----- Data records
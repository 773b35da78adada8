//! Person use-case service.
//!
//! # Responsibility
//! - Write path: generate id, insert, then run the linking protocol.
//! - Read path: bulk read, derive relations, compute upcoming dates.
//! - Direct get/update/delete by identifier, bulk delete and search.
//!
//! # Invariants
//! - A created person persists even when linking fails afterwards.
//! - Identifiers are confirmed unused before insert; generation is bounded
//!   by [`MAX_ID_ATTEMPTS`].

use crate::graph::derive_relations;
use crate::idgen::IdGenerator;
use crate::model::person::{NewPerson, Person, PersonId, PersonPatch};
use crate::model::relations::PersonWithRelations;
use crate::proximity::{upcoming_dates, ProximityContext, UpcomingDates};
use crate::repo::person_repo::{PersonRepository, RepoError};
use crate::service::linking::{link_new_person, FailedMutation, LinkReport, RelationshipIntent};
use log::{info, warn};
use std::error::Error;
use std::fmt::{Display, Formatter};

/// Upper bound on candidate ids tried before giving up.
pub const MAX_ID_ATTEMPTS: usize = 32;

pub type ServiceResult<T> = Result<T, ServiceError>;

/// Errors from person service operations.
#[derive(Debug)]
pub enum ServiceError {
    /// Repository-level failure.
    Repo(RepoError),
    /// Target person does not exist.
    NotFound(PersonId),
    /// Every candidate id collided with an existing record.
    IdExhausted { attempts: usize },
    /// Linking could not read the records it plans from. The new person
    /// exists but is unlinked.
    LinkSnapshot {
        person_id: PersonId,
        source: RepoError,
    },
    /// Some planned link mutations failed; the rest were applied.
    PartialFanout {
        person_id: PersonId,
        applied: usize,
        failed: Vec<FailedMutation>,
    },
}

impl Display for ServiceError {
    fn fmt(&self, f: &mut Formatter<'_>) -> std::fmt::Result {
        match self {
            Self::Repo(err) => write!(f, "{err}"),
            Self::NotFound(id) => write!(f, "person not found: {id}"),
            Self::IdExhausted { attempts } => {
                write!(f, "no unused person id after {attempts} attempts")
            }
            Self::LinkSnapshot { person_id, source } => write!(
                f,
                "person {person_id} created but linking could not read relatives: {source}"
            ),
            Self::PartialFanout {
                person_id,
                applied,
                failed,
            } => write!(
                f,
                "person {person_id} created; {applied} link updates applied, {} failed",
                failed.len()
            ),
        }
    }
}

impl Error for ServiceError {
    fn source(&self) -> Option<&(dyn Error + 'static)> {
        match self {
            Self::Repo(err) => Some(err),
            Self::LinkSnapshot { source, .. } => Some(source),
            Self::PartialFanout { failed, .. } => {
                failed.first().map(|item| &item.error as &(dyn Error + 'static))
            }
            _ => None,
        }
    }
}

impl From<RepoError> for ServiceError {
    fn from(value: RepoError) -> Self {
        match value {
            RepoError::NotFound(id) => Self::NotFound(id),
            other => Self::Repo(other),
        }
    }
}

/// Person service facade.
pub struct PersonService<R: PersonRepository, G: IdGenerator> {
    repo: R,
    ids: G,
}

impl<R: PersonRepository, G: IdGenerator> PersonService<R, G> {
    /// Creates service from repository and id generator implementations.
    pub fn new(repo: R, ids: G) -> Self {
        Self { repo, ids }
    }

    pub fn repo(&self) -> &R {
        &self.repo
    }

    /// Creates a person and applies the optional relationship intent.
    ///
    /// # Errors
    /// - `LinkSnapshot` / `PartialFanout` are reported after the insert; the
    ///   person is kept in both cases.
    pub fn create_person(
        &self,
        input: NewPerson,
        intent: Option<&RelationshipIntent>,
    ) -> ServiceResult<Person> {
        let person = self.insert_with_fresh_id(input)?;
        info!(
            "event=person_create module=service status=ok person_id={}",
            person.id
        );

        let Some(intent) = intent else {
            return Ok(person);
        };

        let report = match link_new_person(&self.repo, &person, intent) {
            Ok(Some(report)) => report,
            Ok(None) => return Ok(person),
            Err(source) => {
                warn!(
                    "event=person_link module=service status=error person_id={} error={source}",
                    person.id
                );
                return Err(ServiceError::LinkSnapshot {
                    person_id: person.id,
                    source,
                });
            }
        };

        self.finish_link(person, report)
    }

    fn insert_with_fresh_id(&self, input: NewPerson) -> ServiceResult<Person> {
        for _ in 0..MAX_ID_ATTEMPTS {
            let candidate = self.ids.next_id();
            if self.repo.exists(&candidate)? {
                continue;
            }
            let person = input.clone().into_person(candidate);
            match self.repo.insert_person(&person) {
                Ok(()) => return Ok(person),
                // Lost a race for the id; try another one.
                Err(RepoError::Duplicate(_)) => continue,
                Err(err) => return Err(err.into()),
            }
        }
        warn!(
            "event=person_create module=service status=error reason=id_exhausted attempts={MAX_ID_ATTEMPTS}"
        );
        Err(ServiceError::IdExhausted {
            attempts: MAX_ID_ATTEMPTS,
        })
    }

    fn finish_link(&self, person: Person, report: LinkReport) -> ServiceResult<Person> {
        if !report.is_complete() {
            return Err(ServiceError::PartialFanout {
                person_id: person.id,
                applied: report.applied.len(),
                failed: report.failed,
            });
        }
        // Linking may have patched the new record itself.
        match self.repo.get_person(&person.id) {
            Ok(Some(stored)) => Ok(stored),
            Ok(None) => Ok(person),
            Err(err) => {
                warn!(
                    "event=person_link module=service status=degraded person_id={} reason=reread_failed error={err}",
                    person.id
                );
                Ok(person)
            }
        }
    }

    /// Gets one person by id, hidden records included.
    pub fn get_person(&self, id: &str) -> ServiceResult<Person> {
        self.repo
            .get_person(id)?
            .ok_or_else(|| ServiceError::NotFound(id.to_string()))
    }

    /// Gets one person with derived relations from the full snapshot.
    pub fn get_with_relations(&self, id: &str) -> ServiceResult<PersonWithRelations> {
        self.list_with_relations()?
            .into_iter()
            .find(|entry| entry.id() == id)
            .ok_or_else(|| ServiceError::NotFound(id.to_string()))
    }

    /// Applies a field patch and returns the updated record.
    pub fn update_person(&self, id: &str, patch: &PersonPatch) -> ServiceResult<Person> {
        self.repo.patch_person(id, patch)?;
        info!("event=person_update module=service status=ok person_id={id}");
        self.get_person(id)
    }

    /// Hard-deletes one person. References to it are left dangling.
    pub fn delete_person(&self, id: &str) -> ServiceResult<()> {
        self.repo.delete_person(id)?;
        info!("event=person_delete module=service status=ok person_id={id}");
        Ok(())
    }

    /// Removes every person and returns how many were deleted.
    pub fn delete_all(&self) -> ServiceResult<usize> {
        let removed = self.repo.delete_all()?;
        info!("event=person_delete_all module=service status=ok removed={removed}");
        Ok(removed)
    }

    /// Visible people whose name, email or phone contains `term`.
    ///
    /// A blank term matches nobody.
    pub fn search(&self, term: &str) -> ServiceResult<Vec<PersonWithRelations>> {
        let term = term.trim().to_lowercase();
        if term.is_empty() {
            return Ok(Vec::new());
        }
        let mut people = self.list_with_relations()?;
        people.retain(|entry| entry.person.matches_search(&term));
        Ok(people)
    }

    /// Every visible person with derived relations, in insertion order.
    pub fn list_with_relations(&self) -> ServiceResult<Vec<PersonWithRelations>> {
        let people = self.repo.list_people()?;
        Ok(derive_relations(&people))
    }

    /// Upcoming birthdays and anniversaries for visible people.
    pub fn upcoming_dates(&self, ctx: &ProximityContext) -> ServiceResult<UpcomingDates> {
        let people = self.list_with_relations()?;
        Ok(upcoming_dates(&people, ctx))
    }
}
----------
What needs to be done »
Please output exactly the lines between the one holding "pub fn get_person(&self, id: &str)" and the one holding "the updated record." in the records above, inclusive, and nothing more.

Task output »
    pub fn get_person(&self, id: &str) -> ServiceResult<Person> {
        self.repo
            .get_person(id)?
            .ok_or_else(|| ServiceError::NotFound(id.to_string()))
    }

    /// Gets one person with derived relations from the full snapshot.
    pub fn get_with_relations(&self, id: &str) -> ServiceResult<PersonWithRelations> {
        self.list_with_relations()?
            .into_iter()
            .find(|entry| entry.id() == id)
            .ok_or_else(|| ServiceError::NotFound(id.to_string()))
    }

    /// Applies a field patch and returns the updated record.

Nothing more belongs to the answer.